→ **What you will do**: Write out only the opening lines of the entries, through the line with "pub struct ModeTracker".
(Exercise material begins)
//! Game mode tracking - gameplay input is off while a dialogue is open.

use std::cell::Cell;
use std::rc::Rc;

use game_state::SubscriptionId;

use crate::events::DialogueEvents;

/// What the player is currently doing.
#[derive(Debug, Clone, Copy, PartialEq, Eq, Default)]
pub enum GameMode {
    /// Free movement; gameplay input enabled.
    #[default]
    Play,
    /// In conversation; gameplay input disabled.
    Dialogue,
}

/// Follows dialogue open/close signals and reports the current mode.
pub struct ModeTracker {
    events: Rc<DialogueEvents>,
    mode: Rc<Cell<GameMode>>,
    opened: SubscriptionId,
    closed: SubscriptionId,
}

impl ModeTracker {
    /// Start in [`GameMode::Play`] and listen for dialogue signals.
    pub fn new(events: Rc<DialogueEvents>) -> Self {
        let mode = Rc::new(Cell::new(GameMode::Play));

        let on_open = Rc::clone(&mode);
        let opened = events.opened().subscribe(move |_| {
            on_open.set(GameMode::Dialogue);
            tracing::debug!("Entered dialogue mode");
        });

        let on_close = Rc::clone(&mode);
        let closed = events.closed().subscribe(move |_| {
            on_close.set(GameMode::Play);
            tracing::debug!("Entered play mode");
        });

        Self {
            events,
            mode,
            opened,
            closed,
        }
    }

    pub fn mode(&self) -> GameMode {
        self.mode.get()
    }

    /// Whether gameplay (movement, interaction) input should be accepted.
    pub fn input_enabled(&self) -> bool {
        self.mode() == GameMode::Play
    }
}

impl Drop for ModeTracker {
    fn drop(&mut self) {
        self.events.opened().unsubscribe(self.opened);
        self.events.closed().unsubscribe(self.closed);
    }
}

impl std::fmt::Debug for ModeTracker {
    fn fmt(&self, f: &mut std::fmt::Formatter<'_>) -> std::fmt::Result {
        f.debug_struct("ModeTracker").field("mode", &self.mode()).finish()
    }
}
//! Interaction chains for things the player can interact with.
//!
//! An [`Interactable`] keeps an ordered list of interactions with exactly one
//! active at a time. Interacting runs the active one; if it names a `next`
//! interaction, that one takes over for the following interaction. Talking to
//! a guard can open an introduction once and a shorter dialogue afterwards.

use serde::{Deserialize, Serialize};

use game_state::NamedCounter;

use crate::dialogue::{DialogueEngine, DialoguePresenter};
use crate::error::DialogueError;
use crate::runtime::ScriptRuntime;

/// What an interaction does when it runs.
#[derive(Debug, Clone, PartialEq, Eq, Serialize, Deserialize, Default)]
#[serde(rename_all = "snake_case")]
pub enum InteractionAction {
    /// Open a dialogue at the given story path.
    StartDialogue(String),
    /// Apply counters as one batch.
    AddState(Vec<NamedCounter>),
    /// Emit a named signal on the narrative channel.
    Signal(String),
    #[default]
    None,
}

impl InteractionAction {
    /// Carry out the action against an engine and its store and events.
    pub fn perform<R, P>(&self, engine: &mut DialogueEngine<R, P>) -> Result<(), DialogueError>
    where
        R: ScriptRuntime,
        P: DialoguePresenter,
    {
        match self {
            InteractionAction::StartDialogue(path) => engine.start_dialogue(path),
            InteractionAction::AddState(counters) => {
                engine.store().add_batch(counters.iter().cloned());
                Ok(())
            }
            InteractionAction::Signal(name) => {
                engine.events().narrative().emit(name);
                Ok(())
            }
            InteractionAction::None => Ok(()),
        }
    }
}

/// One step of an interaction chain.
#[derive(Debug, Clone, PartialEq, Eq, Serialize, Deserialize)]
pub struct Interaction {
    #[serde(default)]
    pub action: InteractionAction,
    /// Index of the interaction that becomes active after this one runs.
    #[serde(default)]
    pub next: Option<usize>,
}

impl Interaction {
    pub fn new(action: InteractionAction) -> Self {
        Self { action, next: None }
    }

    pub fn then(mut self, next: usize) -> Self {
        self.next = Some(next);
        self
    }
}

/// An ordered interaction chain with one active interaction.
#[derive(Debug, Clone)]
pub struct Interactable {
    name: String,
    interactions: Vec<Interaction>,
    active: Option<usize>,
}

impl Interactable {
    /// Create a chain whose first interaction is active.
    pub fn new(name: impl Into<String>, interactions: Vec<Interaction>) -> Self {
        let active = if interactions.is_empty() { None } else { Some(0) };
        Self {
            name: name.into(),
            interactions,
            active,
        }
    }

    /// Run the active interaction and return its action for dispatch.
    ///
    /// Returns `None` when the chain is empty.
    pub fn interact(&mut self) -> Option<&InteractionAction> {
        let current = self.active?;
        let next = self.interactions[current].next;

        match next {
            Some(next) if next < self.interactions.len() => self.active = Some(next),
            Some(next) => tracing::warn!(
                interactable = %self.name,
                next,
                count = self.interactions.len(),
                "Next interaction is out of range; keeping the current one"
            ),
            None => {}
        }

        tracing::debug!(interactable = %self.name, interaction = current, "Interacted");

        Some(&self.interactions[current].action)
    }

    /// Index of the interaction that runs next.
    pub fn active(&self) -> Option<usize> {
        self.active
    }

    pub fn name(&self) -> &str {
        &self.name
    }

    pub fn interactions(&self) -> &[Interaction] {
        &self.interactions
    }
}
(Exercise material ends)
→ **Response to this exercise**:
//! Game mode tracking - gameplay input is off while a dialogue is open.

use std::cell::Cell;
use std::rc::Rc;

use game_state::SubscriptionId;

use crate::events::DialogueEvents;

/// What the player is currently doing.
#[derive(Debug, Clone, Copy, PartialEq, Eq, Default)]
pub enum GameMode {
    /// Free movement; gameplay input enabled.
    #[default]
    Play,
    /// In conversation; gameplay input disabled.
    Dialogue,
}

/// Follows dialogue open/close signals and reports the current mode.
pub struct ModeTracker {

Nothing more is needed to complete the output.